Working the info with Jason Stratham, the film’s star
M: We didn’t get into the medical side of it so much. We wrote this character biography of Chev Chelios [Stratham’s character], who this guy is and of course, he read the script and loved it. We had the rehearsals and talked more and more about who this guy is physically and what kind of stuff does he do and how does he relate to his girlfriend. The medical side of it was kind of an aftermath, it just kind of happened while we were shooting. I don’t remember if we had any conversations early on about the medical stuff, but I don’t think we did.
B: No, not like that per se, but one thing that’s kind of interesting is at times when we were sort of overly focused on the physiological things that were happening to the character, Jason, who’s this flesh-and-blood human being, remained very cognizant of his motivation at all times as an actor. So there were times when he definitely kind of pulled us back to reality and said: ‘Look mates, I don’t know what you think his body’s doing right now, but this is what he should be doing right now’. And we were like, yeah you’re right. Our bodies do strange things to us on given days, we’ve all been in strange places physically, but it doesn’t mean that you’re completely a slave to them all the time, and Jason could help keep us focused on the guy.Dwight Yoakam and his comfort level with explaining the science in the film
M: We hired him the day before, and yet, he was so cavalier and comfortable with the whole role. Basically said, ‘how do you pronounce this?’, and he figured it out, and he wrapped his head around it. And we would say, ‘Maybe you can talk to him this way’. And he’d give it a shot. And we shot that all in one day, every Doc Miles scene we shot in 12 hours.
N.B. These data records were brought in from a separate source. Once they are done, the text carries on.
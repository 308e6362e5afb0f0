//! Tracing setup for the vashc binary.
//!
//! Output format is chosen by `VASH_LOG_FORMAT`:
//!
//! - `text` (default): flat `tracing-subscriber` lines
//! - `tree`: indented output via `tracing-tree`
//! - `json`: one JSON object per event
//!
//! ```bash
//! VASH_LOG=trace VASH_LOG_FORMAT=tree vashc page.json
//! VASH_LOG="vash_codegen=debug" vashc --outDir out a.json b.json
//! ```
//!
//! Nothing is installed unless `VASH_LOG` (or `RUST_LOG`) is set. A bare
//! `VASH_LOG` level only enables this workspace's crates.

use tracing_subscriber::prelude::*;
use tracing_subscriber::{EnvFilter, Registry, fmt};

#[derive(Debug, Clone, Copy, PartialEq, Eq)]
pub enum LogFormat {
    Text,
    Tree,
    Json,
}

impl LogFormat {
    pub fn parse(value: &str) -> Self {
        match value.to_lowercase().as_str() {
            "tree" => Self::Tree,
            "json" => Self::Json,
            _ => Self::Text,
        }
    }

    fn from_env() -> Self {
        Self::parse(&std::env::var("VASH_LOG_FORMAT").unwrap_or_default())
    }
}

/// Targets a bare `VASH_LOG` level applies to.
const VASH_TARGETS: [&str; 3] = ["vash_codegen", "vash_cli", "vashc"];

/// Expand a bare level such as `trace` into per-target directives so
/// dependencies stay quiet. Anything with a target or several directives is
/// passed through unchanged.
pub fn scope_directives(value: &str) -> String {
    let value = value.trim();
    if value.is_empty() || value.contains(['=', ',', '[']) {
        return value.to_string();
    }
    VASH_TARGETS
        .iter()
        .map(|target| format!("{}={}", target, value))
        .collect::<Vec<_>>()
        .join(",")
}

/// `VASH_LOG` wins over `RUST_LOG` when both are set.
fn build_filter() -> EnvFilter {
    if let Ok(val) = std::env::var("VASH_LOG") {
        EnvFilter::builder().parse_lossy(scope_directives(&val))
    } else {
        EnvFilter::from_default_env()
    }
}

/// Install the global subscriber. Logs go to stderr so generated source on
/// stdout stays clean.
pub fn init_tracing() {
    let has_vash_log = std::env::var("VASH_LOG").is_ok();
    let has_rust_log = std::env::var("RUST_LOG").is_ok();
    if !has_vash_log && !has_rust_log {
        return;
    }

    let filter = build_filter();
    match LogFormat::from_env() {
        LogFormat::Tree => {
            let tree_layer = tracing_tree::HierarchicalLayer::default()
                .with_indent_amount(2)
                .with_indent_lines(true)
                .with_targets(true);

            Registry::default().with(filter).with(tree_layer).init();
        }
        LogFormat::Json => {
            let json_layer = fmt::layer().json().with_writer(std::io::stderr);

            Registry::default().with(filter).with(json_layer).init();
        }
        LogFormat::Text => {
            tracing_subscriber::fmt()
                .with_env_filter(filter)
                .with_writer(std::io::stderr)
                .init();
        }
    }
}
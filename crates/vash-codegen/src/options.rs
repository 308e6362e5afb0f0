use serde::{Deserialize, Serialize};

use crate::error::CodegenError;
use crate::escape::is_identifier;

pub const DEFAULT_HELPERS_NAME: &str = "html";
pub const DEFAULT_MODEL_NAME: &str = "model";

/// Options for one generation pass.
///
/// Field names follow the compiler's JSON configuration (`useWith`,
/// `htmlEscape`, `helpersName`, ...).
#[derive(Debug, Clone, PartialEq, Eq, Serialize, Deserialize)]
#[serde(rename_all = "camelCase", default)]
pub struct CodegenOptions {
    /// Wrap the body in `try`/`catch` reporting errors against `source`.
    pub debug: bool,
    /// Open `with( model ){` so bare identifiers resolve against the model.
    pub use_with: bool,
    /// Emit a helper body instead of a standalone render function.
    pub as_helper: bool,
    /// Return the joined buffer instead of running render-end hooks.
    pub simple: bool,
    /// Route interpolated expressions through `<helpers>.escape(...)`.
    pub html_escape: bool,
    pub helpers_name: String,
    pub model_name: String,
    /// Original template text, required when `debug` is set.
    pub source: Option<String>,
}

impl Default for CodegenOptions {
    fn default() -> Self {
        Self {
            debug: false,
            use_with: false,
            as_helper: false,
            simple: false,
            html_escape: true,
            helpers_name: DEFAULT_HELPERS_NAME.to_string(),
            model_name: DEFAULT_MODEL_NAME.to_string(),
            source: None,
        }
    }
}

impl CodegenOptions {
    pub fn new() -> Self {
        Self::default()
    }

    pub fn with_debug(mut self, source: impl Into<String>) -> Self {
        self.debug = true;
        self.source = Some(source.into());
        self
    }

    pub fn with_use_with(mut self, use_with: bool) -> Self {
        self.use_with = use_with;
        self
    }

    pub fn with_as_helper(mut self, as_helper: bool) -> Self {
        self.as_helper = as_helper;
        self
    }

    pub fn with_simple(mut self, simple: bool) -> Self {
        self.simple = simple;
        self
    }

    pub fn with_html_escape(mut self, html_escape: bool) -> Self {
        self.html_escape = html_escape;
        self
    }

    pub fn with_helpers_name(mut self, name: impl Into<String>) -> Self {
        self.helpers_name = name.into();
        self
    }

    pub fn with_model_name(mut self, name: impl Into<String>) -> Self {
        self.model_name = name.into();
        self
    }

    /// Check that the options can be spliced into generated code.
    pub fn validate(&self) -> Result<(), CodegenError> {
        if !is_identifier(&self.helpers_name) {
            return Err(CodegenError::InvalidIdentifier {
                option: "helpersName",
                value: self.helpers_name.clone(),
            });
        }
        if !is_identifier(&self.model_name) {
            return Err(CodegenError::InvalidIdentifier {
                option: "modelName",
                value: self.model_name.clone(),
            });
        }
        if self.debug && self.source.is_none() {
            return Err(CodegenError::MissingSource);
        }
        Ok(())
    }
}
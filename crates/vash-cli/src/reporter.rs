use colored::Colorize;

use vash_codegen::TraceEvent;

/// Formats errors and traces for the terminal.
pub struct Reporter {
    color: bool,
}

impl Reporter {
    pub fn new(color: bool) -> Self {
        Reporter { color }
    }

    /// `error: <outermost>` followed by one `  caused by: <cause>` line per
    /// underlying error.
    pub fn format_error(&self, error: &anyhow::Error) -> String {
        let mut out = String::new();
        let label = if self.color {
            "error".red().bold().to_string()
        } else {
            "error".to_string()
        };
        out.push_str(&label);
        out.push_str(": ");
        out.push_str(&error.to_string());
        for cause in error.chain().skip(1) {
            out.push_str("\n  caused by: ");
            out.push_str(&cause.to_string());
        }
        out
    }

    pub fn format_trace(&self, name: &str, events: &[TraceEvent]) -> String {
        let mut out = String::new();
        let header = format!("trace {}", name);
        if self.color {
            out.push_str(&header.cyan().to_string());
        } else {
            out.push_str(&header);
        }
        for event in events {
            out.push('\n');
            out.push_str(&event.to_string());
        }
        out
    }
}
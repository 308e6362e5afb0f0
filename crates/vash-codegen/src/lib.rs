//! Code generation backend for vash templates.
//!
//! Takes a parsed template tree and produces JavaScript source for a render
//! function. Nothing here runs the template; the output is compiled and
//! executed by the host against a model and a runtime helpers object.
//!
//! - [`node`]: the syntax tree and its JSON interchange form
//! - [`walker`] / [`generators`]: the depth-first walk and per-kind rules
//! - [`skeleton`]: head/tail text for standalone and helper output
//! - [`condense()`]: merging of adjacent literal buffer pushes
//! - [`escape`] / [`buffer`]: string escaping and buffer-append statements
//! - [`parallel`]: generating many templates on the rayon pool
//!
//! ```
//! use vash_codegen::{CodegenOptions, Node, generate};
//!
//! let tree = Node::program(vec![
//!     Node::text("Hello, "),
//!     Node::expr(vec![Node::text("model.name")]),
//! ]);
//! let code = generate(&tree, &CodegenOptions::default()).unwrap();
//! assert!(code.contains("__vbuffer.push('Hello, ');"));
//! assert!(code.contains("__vbuffer.push(html.escape(model.name).toHtmlString());"));
//! ```

pub mod buffer;
pub mod condense;
pub mod error;
pub mod escape;
pub mod generators;
pub mod node;
pub mod options;
pub mod parallel;
pub mod skeleton;
pub mod trace;
pub mod walker;

pub use condense::condense;
pub use error::CodegenError;
pub use node::{Node, NodeKind, TagName};
pub use options::CodegenOptions;
pub use parallel::{GenerateJob, generate_parallel};
pub use trace::{NoopTrace, TraceEvent, TracePhase, TraceSink, TracingSink};
pub use walker::Generator;

/// Generate render-function source for `root`.
///
/// Node visits are logged at TRACE level through [`TracingSink`].
pub fn generate(root: &Node, options: &CodegenOptions) -> Result<String, CodegenError> {
    generate_with_trace(root, options, &mut TracingSink)
}

/// Like [`generate`], reporting every node entered and left to `sink`.
pub fn generate_with_trace(
    root: &Node,
    options: &CodegenOptions,
    sink: &mut dyn TraceSink,
) -> Result<String, CodegenError> {
    options.validate()?;

    let body = Generator::new(options, sink).generate_root(root);

    let (head, tail) = if options.as_helper {
        (skeleton::helper_head(options), skeleton::helper_tail(options))
    } else {
        (skeleton::head(options), skeleton::tail(options))
    };

    let mut out = String::with_capacity(head.len() + body.len() + tail.len());
    out.push_str(&head);
    out.push_str(&body);
    out.push_str(&tail);
    let out = condense(&out);

    tracing::debug!(
        as_helper = options.as_helper,
        debug = options.debug,
        len = out.len(),
        "generated render source"
    );
    Ok(out)
}

#[cfg(test)]
#[path = "tests/escape_tests.rs"]
mod escape_tests;
#[cfg(test)]
#[path = "tests/generators_tests.rs"]
mod generators_tests;
#[cfg(test)]
#[path = "tests/condense_tests.rs"]
mod condense_tests;
#[cfg(test)]
#[path = "tests/skeleton_tests.rs"]
mod skeleton_tests;
#[cfg(test)]
#[path = "tests/node_tests.rs"]
mod node_tests;
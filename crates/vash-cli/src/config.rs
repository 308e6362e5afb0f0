use anyhow::{Context, Result};
use std::path::Path;

use vash_codegen::CodegenOptions;

use crate::args::CliArgs;

/// Load generation options from a JSON file. Missing keys keep their defaults.
pub fn load_options(path: &Path) -> Result<CodegenOptions> {
    let text = std::fs::read_to_string(path)
        .with_context(|| format!("failed to read options: {}", path.display()))?;
    parse_options(&text).with_context(|| format!("failed to parse options: {}", path.display()))
}

pub fn parse_options(text: &str) -> Result<CodegenOptions> {
    Ok(serde_json::from_str(text)?)
}

/// Resolve the options for this run: defaults, then the `--config` file, then
/// command-line flags.
pub fn resolve_options(args: &CliArgs) -> Result<CodegenOptions> {
    let mut options = match &args.config {
        Some(path) => load_options(path)?,
        None => CodegenOptions::default(),
    };
    apply_args(&mut options, args);

    if let Some(path) = &args.source {
        let source = std::fs::read_to_string(path)
            .with_context(|| format!("failed to read template source: {}", path.display()))?;
        options.source = Some(source);
    }
    Ok(options)
}

/// Flags can only switch options on; `--noHtmlEscape` switches escaping off.
pub fn apply_args(options: &mut CodegenOptions, args: &CliArgs) {
    options.debug |= args.debug;
    options.use_with |= args.use_with;
    options.as_helper |= args.as_helper;
    options.simple |= args.simple;
    if args.no_html_escape {
        options.html_escape = false;
    }
    if let Some(name) = &args.helpers_name {
        options.helpers_name = name.clone();
    }
    if let Some(name) = &args.model_name {
        options.model_name = name.clone();
    }
}
use super::*;

fn body(node: &Node, options: &CodegenOptions) -> String {
    Generator::new(options, &mut NoopTrace).generate_root(node)
}

fn unescaped() -> CodegenOptions {
    CodegenOptions::default().with_html_escape(false)
}

// =========================================================================
// Content-bearing context
// =========================================================================

#[test]
fn test_text_under_program_is_buffered() {
    let tree = Node::program(vec![Node::text("a")]);
    assert_eq!(body(&tree, &unescaped()), "\n__vbuffer.push('a');\n");
}

#[test]
fn test_text_at_root_is_raw() {
    assert_eq!(body(&Node::text("it's"), &unescaped()), "it's");
}

#[test]
fn test_text_inside_block_is_raw_code() {
    let tree = Node::block(
        vec![Node::text("if (model.ok) ")],
        vec![Node::text("x = 1;")],
        vec![Node::text(" // end")],
    );
    assert_eq!(body(&tree, &unescaped()), "if (model.ok) {x = 1;} // end");
}

#[test]
fn test_markup_inside_block_buffers_its_children() {
    let tree = Node::program(vec![Node::block(
        vec![Node::text("if (model.ok) ")],
        vec![Node::markup("p", vec![], vec![Node::text("yes")])],
        vec![],
    )]);
    let out = condense(&body(&tree, &unescaped()));
    assert_eq!(out, "if (model.ok) {\n__vbuffer.push('<p>yes</p>');\n}");
}

#[test]
fn test_expression_under_explicit_expression_is_raw() {
    let tree = Node::program(vec![Node::explicit_expr(vec![Node::expr(vec![
        Node::text("x"),
    ])])]);
    assert_eq!(
        body(&tree, &CodegenOptions::default()),
        "\n__vbuffer.push((html.escape(x).toHtmlString()));\n"
    );
}

#[test]
fn test_index_expression_is_raw_subscript() {
    let tree = Node::program(vec![Node::expr(vec![
        Node::text("model.items"),
        Node::index(vec![Node::text("0")]),
    ])]);
    assert_eq!(
        body(&tree, &unescaped()),
        "\n__vbuffer.push(model.items[0]);\n"
    );
}

// =========================================================================
// Escaping policy
// =========================================================================

#[test]
fn test_expression_escaped_when_html_escape_set() {
    let tree = Node::program(vec![Node::expr(vec![Node::text("model.x")])]);
    assert_eq!(
        body(&tree, &CodegenOptions::default()),
        "\n__vbuffer.push(html.escape(model.x).toHtmlString());\n"
    );
}

#[test]
fn test_expression_not_escaped_when_html_escape_unset() {
    let tree = Node::program(vec![Node::expr(vec![Node::text("model.x")])]);
    assert_eq!(body(&tree, &unescaped()), "\n__vbuffer.push(model.x);\n");
}

#[test]
fn test_escape_uses_configured_helpers_name() {
    let tree = Node::program(vec![Node::expr(vec![Node::text("it.x")])]);
    let options = CodegenOptions::default().with_helpers_name("h");
    assert_eq!(
        body(&tree, &options),
        "\n__vbuffer.push(h.escape(it.x).toHtmlString());\n"
    );
}

#[test]
fn test_explicit_expression_parenthesized() {
    let tree = Node::program(vec![Node::explicit_expr(vec![Node::text("a + b")])]);
    assert_eq!(
        body(&tree, &CodegenOptions::default()),
        "\n__vbuffer.push((html.escape(a + b).toHtmlString()));\n"
    );
    assert_eq!(body(&tree, &unescaped()), "\n__vbuffer.push((a + b));\n");
}

#[test]
fn test_explicit_expression_at_root_is_not_buffered() {
    let tree = Node::explicit_expr(vec![Node::text("a + b")]);
    assert_eq!(body(&tree, &CodegenOptions::default()), "(a + b)");
}

#[test]
fn test_text_literal_is_escaped_for_single_quotes() {
    let tree = Node::program(vec![Node::text("it's\nfine")]);
    assert_eq!(
        body(&tree, &unescaped()),
        "\n__vbuffer.push('it\\'s\\nfine');\n"
    );
}

// =========================================================================
// Order
// =========================================================================

#[test]
fn test_appends_follow_source_order() {
    let tree = Node::program(vec![
        Node::text("a"),
        Node::expr(vec![Node::text("x")]),
        Node::text("b"),
    ]);
    assert_eq!(
        body(&tree, &unescaped()),
        "\n__vbuffer.push('a');\n\n__vbuffer.push(x);\n\n__vbuffer.push('b');\n"
    );
}

// =========================================================================
// Markup
// =========================================================================

#[test]
fn test_void_closed_markup_shape() {
    let tree = Node::void_markup("br", vec![], true);
    assert_eq!(
        body(&tree, &unescaped()),
        "\n__vbuffer.push('<');\n\n__vbuffer.push('br');\n\n__vbuffer.push('/>');\n"
    );
}

#[test]
fn test_void_open_markup() {
    let tree = Node::program(vec![Node::void_markup("br", vec![], false)]);
    assert_eq!(
        condense(&body(&tree, &unescaped())),
        "\n__vbuffer.push('<br>');\n"
    );
}

#[test]
fn test_markup_with_quoted_attribute_and_children() {
    let tree = Node::program(vec![Node::markup(
        "div",
        vec![Node::attribute(
            vec![Node::text("class")],
            vec![Node::text("box")],
            Some('"'),
        )],
        vec![Node::text("hi")],
    )]);
    assert_eq!(
        condense(&body(&tree, &unescaped())),
        "\n__vbuffer.push('<div class=\"box\">hi</div>');\n"
    );
}

#[test]
fn test_single_quoted_attribute_quote_is_escaped() {
    let tree = Node::void_markup(
        "img",
        vec![Node::attribute(
            vec![Node::text("alt")],
            vec![Node::text("x")],
            Some('\''),
        )],
        false,
    );
    assert_eq!(
        condense(&body(&tree, &unescaped())),
        "\n__vbuffer.push('<img alt=\\'x\\'>');\n"
    );
}

#[test]
fn test_attributes_joined_by_spaces() {
    let tree = Node::void_markup(
        "input",
        vec![
            Node::attribute(vec![Node::text("type")], vec![Node::text("text")], Some('"')),
            Node::attribute(vec![Node::text("disabled")], vec![], None),
        ],
        false,
    );
    assert_eq!(
        condense(&body(&tree, &unescaped())),
        "\n__vbuffer.push('<input type=\"text\" disabled>');\n"
    );
}

#[test]
fn test_attribute_value_expression_is_buffered() {
    let tree = Node::markup(
        "a",
        vec![Node::attribute(
            vec![Node::text("href")],
            vec![Node::expr(vec![Node::text("model.url")])],
            Some('"'),
        )],
        vec![],
    );
    let out = condense(&body(&tree, &CodegenOptions::default()));
    assert_eq!(
        out,
        "\n__vbuffer.push('<a href=\"');\n\
         __vbuffer.push(html.escape(model.url).toHtmlString());\n\
         __vbuffer.push('\"></a>');\n"
    );
}

#[test]
fn test_attribute_without_value_emits_only_name() {
    let tree = Node::attribute(vec![Node::text("disabled")], vec![], None);
    let out = body(&tree, &unescaped());
    assert_eq!(out, "\n__vbuffer.push('disabled');\n");
    assert!(!out.contains('='));
}

#[test]
fn test_attribute_with_empty_quoted_value() {
    let tree = Node::attribute(vec![Node::text("value")], vec![], Some('"'));
    assert_eq!(
        condense(&body(&tree, &unescaped())),
        "\n__vbuffer.push('value=\"\"');\n"
    );
}

#[test]
fn test_dynamic_tag_name() {
    let tree = Node::Markup {
        name: TagName::Dynamic {
            values: vec![Node::expr(vec![Node::text("model.tag")])],
        },
        attributes: vec![],
        values: vec![Node::text("x")],
        is_void: false,
        void_closed: false,
    };
    let out = condense(&body(&tree, &unescaped()));
    assert_eq!(
        out,
        "\n__vbuffer.push('<');\n\
         __vbuffer.push(model.tag);\n\
         __vbuffer.push('>x</');\n\
         __vbuffer.push(model.tag);\n\
         __vbuffer.push('>');\n"
    );
}

// =========================================================================
// Tracing
// =========================================================================

#[test]
fn test_trace_events_bracket_each_node() {
    let tree = Node::program(vec![Node::text("a")]);
    let options = CodegenOptions::default();
    let mut events: Vec<TraceEvent> = Vec::new();
    Generator::new(&options, &mut events).generate_root(&tree);

    let expected = [
        (TracePhase::Enter, NodeKind::Program, 0),
        (TracePhase::Enter, NodeKind::Text, 1),
        (TracePhase::Leave, NodeKind::Text, 1),
        (TracePhase::Leave, NodeKind::Program, 0),
    ];
    assert_eq!(events.len(), expected.len());
    for (event, (phase, kind, depth)) in events.iter().zip(expected) {
        assert_eq!(event.phase, phase);
        assert_eq!(event.kind, kind);
        assert_eq!(event.depth, depth);
    }
    assert_eq!(events[1].to_string(), "  Entering VashText");
}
B: A lot of the stuff he was saying, he probably had no idea what the hell it was. If he had known, it probably would have made it worse. Because he didn’t know, he was able to be so conversational about it.On prior movies that were influential for their ‘stories of the body’ theme
M: Re-Animator!
B: Actually, Night of the Living Dead is a very influential movie for us. Even though it may not seem like it has anything in common with this, one of the things that we love about that movie that is sort of the same as Crank, is there’s this thing that’s happening that obviously has some scientific basis to it. But in terms of the characters who are involved in it, they don’t know anything about that. They just sort of have to react. There’s just something so great about that, and that’s sort of the way real life is. If suddenly your body was just breaking down like that [as in Crank] and you just had to kind of find that answer, find the things that work and the things that don’t work. That’s so much more interesting than if you know exactly what it is you have to do and how to do it. And it’s the same thing with the zombies, it’s like ‘wow’ the dead people are just getting up and eating people and walking around! We don’t really know why it’s happening, but we better figure out the rules pretty quick and what we have to do to deal with it. So, there’s a very pragmatic quality to both movies that’s just being faced with an absurd situation and just having to find the rules and deal with it.